The final word count is 200,562, and I have written every single one of those words by hand. Thanks to the strips of fabric plaster dutifully applied each morning, my pen dent has grown larger in a controlled and healthy way — but my hand is still very much operational, just in case you were worried. I have produced this draft over the course of 51 days of writing, the shortest of which lasted under two hours and the longest of which lasted eleven hours. I have used 13 A4 school exercise books and I’ve drained the ink out of 16 black fineliner pens. My average word count per chapter is 8,022; my shortest chapter (the Epilogue) is just 1,797 words, whereas as my longest (Chapter 23) clocks in at 23,910. 

But none of these statistics tell the story of what it felt like to go through this experience, or what it feels like now to be at the end of it. There were no tears when I got to the final full stop. No cigarette waiting to be smoked, no champagne on ice, ready to be popped. It just doesn’t work like that, not for me, anyway. I let my special someone know I had finished, and he rang me straight back and we had a little chat. Then I had a cup of decaf tea and a spice biscuit left over from Christmas. That’s all. I hope you’re not too disappointed.

I am tired, but absolutely not tired of the novel. I will put the notebooks away for a month, then dig them back out to start the process of typing the text up so I’ve got an editable digital copy. That transcription is likely to take several weeks; I’m not a good or speedy typist. Someone asked me recently whether it would be easier to get someone to type it up for me. But doing it this way will give me lots of time to get to grips with what I’ve actually produced — to understand and enjoy the book for what it is now, and to start thinking about the book it will eventually become.

Is something ever truly “finished”? Sometimes yes, sometimes no. A piece of theatre (and I’ve made plenty of those) is never really finished because there’s always more that could be fiddled with — and, besides, every single time it’s performed, it’s different every night. I wonder if prose writers feel the same about their books or stories, that there’s always more to be fiddled with. They can fiddle with new drafts as much as they like in their own time, but once a work is in print, it’s stuck that way. (Assuming there’s no chance of an edit before a reprint.)

So maybe there’s an interesting distinction for us to make between something that’s finished for now and something that’s finished for good.
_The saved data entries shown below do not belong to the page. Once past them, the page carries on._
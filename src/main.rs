use std::path::PathBuf;
use std::process::ExitCode;
use std::sync::Arc;
use std::time::Duration;

use anyhow::Context;
use clap::{Args, Parser, Subcommand};
use tokio::sync::watch;
use tracing::{info, warn};

use newsletter_stories::config::{
    self, EXTRACTOR_CONFIG_NAME, ExtractorFileConfig, LlmConfig, SERVER_CONFIG_NAME,
    ServerFileConfig,
};
use newsletter_stories::extract::OpenAiExtractor;
use newsletter_stories::logging::{self, LogOptions};
use newsletter_stories::pipeline::{
    DEFAULT_CALL_TIMEOUT, IngestionProcessor, ProcessorConfig, RunSummary,
};
use newsletter_stories::server::{self, AppState};
use newsletter_stories::stories::create_private_dir;
use newsletter_stories::version;

#[derive(Parser)]
#[command(author, version, about)]
struct Cli {
    /// Config file. Defaults to `story-extractor.toml` / `ui-server.toml`
    /// in the working directory, then in `$HOME`.
    #[arg(long, global = true)]
    config: Option<PathBuf>,

    #[command(subcommand)]
    command: Command,
}

#[derive(Subcommand)]
enum Command {
    /// Extract stories from every new message in a Maildir.
    Extract(ExtractArgs),
    /// Serve the story browser UI.
    Serve(ServeArgs),
    /// Print build information.
    Version,
}

#[derive(Args)]
struct ExtractArgs {
    /// Maildir to read newsletters from.
    #[arg(long, env = "STORY_EXTRACTOR_MAILDIR")]
    maildir: Option<PathBuf>,

    /// Output directory for story files (created if missing).
    #[arg(long, env = "STORY_EXTRACTOR_STORYDIR")]
    storydir: Option<PathBuf>,

    /// Maximum number of messages to process, newest first (0 = unlimited).
    #[arg(long, env = "STORY_EXTRACTOR_LIMIT")]
    limit: Option<usize>,

    /// Enable debug logging.
    #[arg(long, short, env = "STORY_EXTRACTOR_VERBOSE")]
    verbose: bool,

    /// Log parsed message headers.
    #[arg(long)]
    log_headers: bool,

    /// Log parsed message headers and bodies.
    #[arg(long)]
    log_bodies: bool,

    /// Log extracted stories.
    #[arg(long)]
    log_stories: bool,

    /// Timeout for a single extraction call, in seconds [default: 60].
    #[arg(long, env = "STORY_EXTRACTOR_CALL_TIMEOUT_SECS")]
    call_timeout_secs: Option<u64>,

    /// Stop starting new messages after this many seconds.
    #[arg(long, env = "STORY_EXTRACTOR_RUN_TIMEOUT_SECS")]
    run_timeout_secs: Option<u64>,
}

#[derive(Args)]
struct ServeArgs {
    /// Directory holding story files.
    #[arg(long, env = "UI_SERVER_STORYDIR")]
    storydir: Option<PathBuf>,

    /// Directory for saved copies (created on first save).
    #[arg(long, env = "UI_SERVER_SAVEDIR")]
    savedir: Option<PathBuf>,

    /// Address to bind [default: 0.0.0.0].
    #[arg(long, env = "UI_SERVER_HOST")]
    host: Option<String>,

    /// Port to listen on [default: 8080].
    #[arg(long, env = "UI_SERVER_PORT")]
    port: Option<u16>,

    /// Enable debug logging.
    #[arg(long, short, env = "UI_SERVER_VERBOSE")]
    verbose: bool,
}

#[tokio::main]
async fn main() -> anyhow::Result<ExitCode> {
    let cli = Cli::parse();

    match cli.command {
        Command::Extract(args) => {
            let file = config::load_file(cli.config.as_deref(), EXTRACTOR_CONFIG_NAME)?;
            run_extract(args, file).await
        }
        Command::Serve(args) => {
            let file = config::load_file(cli.config.as_deref(), SERVER_CONFIG_NAME)?;
            run_serve(args, file).await
        }
        Command::Version => {
            println!("{}", version::version_string());
            Ok(ExitCode::SUCCESS)
        }
    }
}

async fn run_extract(args: ExtractArgs, file: ExtractorFileConfig) -> anyhow::Result<ExitCode> {
    let verbose = args.verbose || file.verbose;
    logging::init(verbose);

    let maildir = config::required_path(args.maildir, file.maildir, "maildir")?;
    let storydir = config::required_path(args.storydir, file.storydir, "storydir")?;
    let llm = LlmConfig::from_env_and_file(&file.llm)?;
    let call_timeout = args
        .call_timeout_secs
        .or(file.call_timeout_secs)
        .map_or(DEFAULT_CALL_TIMEOUT, Duration::from_secs);
    let limit = args.limit.or(file.limit).filter(|n| *n > 0);

    create_private_dir(&storydir)
        .with_context(|| format!("Failed to create story directory {}", storydir.display()))?;

    info!(
        version = %version::version_string(),
        model = %llm.model,
        maildir = %maildir.display(),
        storydir = %storydir.display(),
        "Starting story extraction"
    );

    let extractor = Arc::new(OpenAiExtractor::new(llm, call_timeout)?);
    let config = ProcessorConfig {
        maildir,
        storydir,
        limit,
        call_timeout,
        run_timeout: args
            .run_timeout_secs
            .or(file.run_timeout_secs)
            .map(Duration::from_secs),
        log: LogOptions {
            verbose,
            log_headers: args.log_headers || file.log_headers,
            log_bodies: args.log_bodies || file.log_bodies,
            log_stories: args.log_stories || file.log_stories,
        },
    };
    let processor = IngestionProcessor::new(config, extractor);

    let (shutdown_tx, shutdown_rx) = watch::channel(false);
    tokio::spawn(async move {
        if tokio::signal::ctrl_c().await.is_ok() {
            warn!("Interrupt received, aborting run");
            let _ = shutdown_tx.send(true);
        }
    });

    let summary = processor.run_with_shutdown(shutdown_rx).await?;
    print_summary(&summary);

    Ok(if summary.is_clean() {
        ExitCode::SUCCESS
    } else {
        ExitCode::FAILURE
    })
}

fn print_summary(summary: &RunSummary) {
    println!(
        "Processed {} emails: {} processed, {} skipped, {} errors{}",
        summary.total,
        summary.processed,
        summary.skipped,
        summary.errors,
        if summary.cancelled { " (cancelled)" } else { "" }
    );
}

async fn run_serve(args: ServeArgs, file: ServerFileConfig) -> anyhow::Result<ExitCode> {
    logging::init(args.verbose || file.verbose);

    let storydir = config::required_path(args.storydir, file.storydir, "storydir")?;
    let savedir = config::required_path(args.savedir, file.savedir, "savedir")?;
    let host = args
        .host
        .or(file.host)
        .unwrap_or_else(|| "0.0.0.0".to_string());
    let port = args.port.or(file.port).unwrap_or(8080);

    let addr = format!("{host}:{port}");
    info!(
        version = %version::version_string(),
        storydir = %storydir.display(),
        savedir = %savedir.display(),
        "Starting UI server"
    );

    let state = AppState::new(storydir, savedir);
    server::serve(&addr, state)
        .await
        .with_context(|| format!("UI server on {addr} failed"))?;
    Ok(ExitCode::SUCCESS)
}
We can choose to come back to our work any time we like, and often change pretty much anything we like — writers can tinker with words, painters can overpaint, sculptors can chip away a bit more (but can never put bits back), stitches can be unpicked, notes re-orchestrated, dance steps re-choreographed.

Sometimes we need money, or other people around, to help us make those changes, but often they’re something we can take care of on our own. We can keep driving ourselves and the work towards being finished for good, but along the way, there’ll be plenty of times when it’ll be finished for now, and there’s a lot of fulfilment and contentment to be found in that.

And of course, the most important thing of all is that something gets finished in the first place. (Stephen Aryan will continue to be happy with me for re-stating this!)

Regular readers will know how often I refer to things that Austin Kleon has brought to my attention, and a recent one feels like a good footnote to this post. He flagged up a question asked and pondered by Oliver BurkemanWhat would it mean to be done for the dayIn many ways, it’s a variation on being finished for now, but it’s a variation I can wholeheartedly recommend you taking some time out to read — maybe when, or even better, before you decide you’re done for today.

As always, whatever it is you’re currently making, I wish you lots of fun while making it.